• [TASK OBJECTIVE]:
Would you please return all of the entries below exactly as shown?
----- EXTRACTED DATA -----
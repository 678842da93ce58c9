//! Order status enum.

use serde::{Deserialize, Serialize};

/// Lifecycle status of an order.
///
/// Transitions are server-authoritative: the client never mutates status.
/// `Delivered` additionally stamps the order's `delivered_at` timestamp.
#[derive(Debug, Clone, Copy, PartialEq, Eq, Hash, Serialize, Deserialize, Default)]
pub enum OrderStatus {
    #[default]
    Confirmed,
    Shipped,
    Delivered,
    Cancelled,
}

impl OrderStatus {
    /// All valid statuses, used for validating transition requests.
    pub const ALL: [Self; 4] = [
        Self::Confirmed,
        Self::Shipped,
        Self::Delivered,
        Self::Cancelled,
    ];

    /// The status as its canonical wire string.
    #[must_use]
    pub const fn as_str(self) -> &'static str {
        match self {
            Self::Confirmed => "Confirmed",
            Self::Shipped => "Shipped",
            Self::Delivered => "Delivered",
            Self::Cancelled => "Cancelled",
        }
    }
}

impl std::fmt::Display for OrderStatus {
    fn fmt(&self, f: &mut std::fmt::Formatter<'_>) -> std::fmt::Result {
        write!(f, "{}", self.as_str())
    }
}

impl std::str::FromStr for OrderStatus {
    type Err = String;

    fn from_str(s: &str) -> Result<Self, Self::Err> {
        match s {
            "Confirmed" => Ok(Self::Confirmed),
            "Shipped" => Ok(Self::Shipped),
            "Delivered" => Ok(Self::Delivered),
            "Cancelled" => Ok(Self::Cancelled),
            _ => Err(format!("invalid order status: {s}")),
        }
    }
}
-----
• [SOLUTION FOR THIS PROBLEM]:
repository 678842da93ce58c9
//! Order status enum.

use serde::{Deserialize, Serialize};

/// Lifecycle status of an order.
///
/// Transitions are server-authoritative: the client never mutates status.
/// `Delivered` additionally stamps the order's `delivered_at` timestamp.
#[derive(Debug, Clone, Copy, PartialEq, Eq, Hash, Serialize, Deserialize, Default)]
pub enum OrderStatus {
    #[default]
    Confirmed,
    Shipped,
    Delivered,
    Cancelled,
}

impl OrderStatus {
    /// All valid statuses, used for validating transition requests.
    pub const ALL: [Self; 4] = [
        Self::Confirmed,
        Self::Shipped,
        Self::Delivered,
        Self::Cancelled,
    ];

    /// The status as its canonical wire string.
    #[must_use]
    pub const fn as_str(self) -> &'static str {
        match self {
            Self::Confirmed => "Confirmed",
            Self::Shipped => "Shipped",
            Self::Delivered => "Delivered",
            Self::Cancelled => "Cancelled",
        }
    }
}

impl std::fmt::Display for OrderStatus {
    fn fmt(&self, f: &mut std::fmt::Formatter<'_>) -> std::fmt::Result {
        write!(f, "{}", self.as_str())
    }
}

impl std::str::FromStr for OrderStatus {
    type Err = String;

    fn from_str(s: &str) -> Result<Self, Self::Err> {
        match s {
            "Confirmed" => Ok(Self::Confirmed),
            "Shipped" => Ok(Self::Shipped),
            "Delivered" => Ok(Self::Delivered),
            "Cancelled" => Ok(Self::Cancelled),
            _ => Err(format!("invalid order status: {s}")),
        }
    }
}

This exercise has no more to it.